First-party auto coverage that pays medical expenses after an accident regardless of fault, up to the policy limit.

Medical payments insurance, often called Med Pay, is first-party auto coverage that pays covered medical expenses after an accident regardless of fault, up to the policy limit. It is designed to get smaller injury-related bills paid quickly without waiting for a liability dispute to be resolved.

This coverage usually applies to the insured and, depending on the policy wording, may also extend to passengers or certain pedestrian situations. It is not broad income-replacement coverage. Its core job is reimbursing medical and sometimes funeral expenses tied to an auto accident.
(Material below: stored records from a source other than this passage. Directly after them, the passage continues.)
mod m20260101_000005_create_order_items_table {
    use super::*;

    pub struct Migration;

    impl MigrationName for Migration {
        fn name(&self) -> &str {
            "m20260101_000005_create_order_items_table"
        }
    }

    #[async_trait::async_trait]
    impl MigrationTrait for Migration {
        async fn up(&self, manager: &SchemaManager) -> Result<(), DbErr> {
            manager
                .create_table(
                    Table::create()
                        .table(OrderItems::Table)
                        .if_not_exists()
                        .col(
                            ColumnDef::new(OrderItems::Id)
                                .uuid()
                                .not_null()
                                .primary_key(),
                        )
                        .col(ColumnDef::new(OrderItems::OrderId).uuid().not_null())
                        .col(ColumnDef::new(OrderItems::ItemId).uuid().not_null())
                        .col(ColumnDef::new(OrderItems::Quantity).integer().not_null())
                        .col(
                            ColumnDef::new(OrderItems::Price)
                                .decimal_len(12, 2)
                                .not_null(),
                        )
                        .col(
                            ColumnDef::new(OrderItems::CreatedAt)
                                .timestamp_with_time_zone()
                                .not_null(),
                        )
                        .foreign_key(
                            ForeignKey::create()
                                .name("fk_order_items_order")
                                .from(OrderItems::Table, OrderItems::OrderId)
                                .to(Orders::Table, Orders::Id)
                                .on_delete(ForeignKeyAction::Cascade),
                        )
                        .foreign_key(
                            ForeignKey::create()
                                .name("fk_order_items_item")
                                .from(OrderItems::Table, OrderItems::ItemId)
                                .to(Items::Table, Items::Id)
                                .on_delete(ForeignKeyAction::Cascade),
                        )
                        .to_owned(),
                )
                .await
        }

        async fn down(&self, manager: &SchemaManager) -> Result<(), DbErr> {
            manager
                .drop_table(Table::drop().table(OrderItems::Table).to_owned())
                .await
        }
    }
}

mod m20260101_000006_create_expenses_table {
    use super::*;

    pub struct Migration;

    impl MigrationName for Migration {
        fn name(&self) -> &str {
            "m20260101_000006_create_expenses_table"
        }
    }

    #[async_trait::async_trait]
    impl MigrationTrait for Migration {
        async fn up(&self, manager: &SchemaManager) -> Result<(), DbErr> {
            manager
                .create_table(
                    Table::create()
                        .table(Expenses::Table)
                        .if_not_exists()
                        .col(ColumnDef::new(Expenses::Id).uuid().not_null().primary_key())
                        .col(ColumnDef::new(Expenses::Description).string().not_null())
                        .col(
                            ColumnDef::new(Expenses::Amount)
                                .decimal_len(12, 2)
                                .not_null(),
                        )
                        .col(ColumnDef::new(Expenses::ExpenseType).string().not_null())
                        .col(ColumnDef::new(Expenses::Nature).string().not_null())
                        .col(ColumnDef::new(Expenses::ItemId).uuid().null())
                        .col(ColumnDef::new(Expenses::UserId).uuid().null())
                        .col(ColumnDef::new(Expenses::OrganizationId).uuid().not_null())
                        .col(
                            ColumnDef::new(Expenses::CreatedAt)
                                .timestamp_with_time_zone()
                                .not_null(),
                        )
                        .foreign_key(
                            ForeignKey::create()
                                .name("fk_expenses_item")
                                .from(Expenses::Table, Expenses::ItemId)
                                .to(Items::Table, Items::Id)
                                .on_delete(ForeignKeyAction::SetNull),
                        )
                        .foreign_key(
                            ForeignKey::create()
                                .name("fk_expenses_user")
                                .from(Expenses::Table, Expenses::UserId)
                                .to(Users::Table, Users::Id)
                                .on_delete(ForeignKeyAction::SetNull),
                        )
                        .foreign_key(
                            ForeignKey::create()
                                .name("fk_expenses_organization")
                                .from(Expenses::Table, Expenses::OrganizationId)
                                .to(Organizations::Table, Organizations::Id)
                                .on_delete(ForeignKeyAction::Cascade),
                        )
                        .to_owned(),
                )
                .await
        }

        async fn down(&self, manager: &SchemaManager) -> Result<(), DbErr> {
            manager
                .drop_table(Table::drop().table(Expenses::Table).to_owned())
                .await
        }
    }
}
What Med Pay usually covers

Covered expenses often include:

  • ambulance charges
  • hospital and physician bills
  • diagnostic tests and rehabilitation
  • funeral expenses in some forms

The coverage is usually written with relatively modest limits. That is why it is commonly used to absorb deductibles, co-pays, or immediate out-of-pocket costs while larger bodily-injury issues are still being evaluated.

How it differs from PIP and liability coverage

Medical payments insurance is narrower than personal injury protection (PIP). PIP may include lost wages, essential services, or broader no-fault benefits, while Med Pay is usually limited to medical-type expenses.

It is also different from liability coverage. Liability coverage pays injuries the insured causes to others when the insured is legally responsible. Med Pay is first-party coverage that helps with the insured’s own accident-related medical costs regardless of fault.

Claims context

In practice, Med Pay can reduce friction after an accident because the claimant does not need to prove the other driver’s fault before the coverage responds. Even so, the exact scope, coordination with health insurance, and reimbursement rights depend on policy wording and local rules.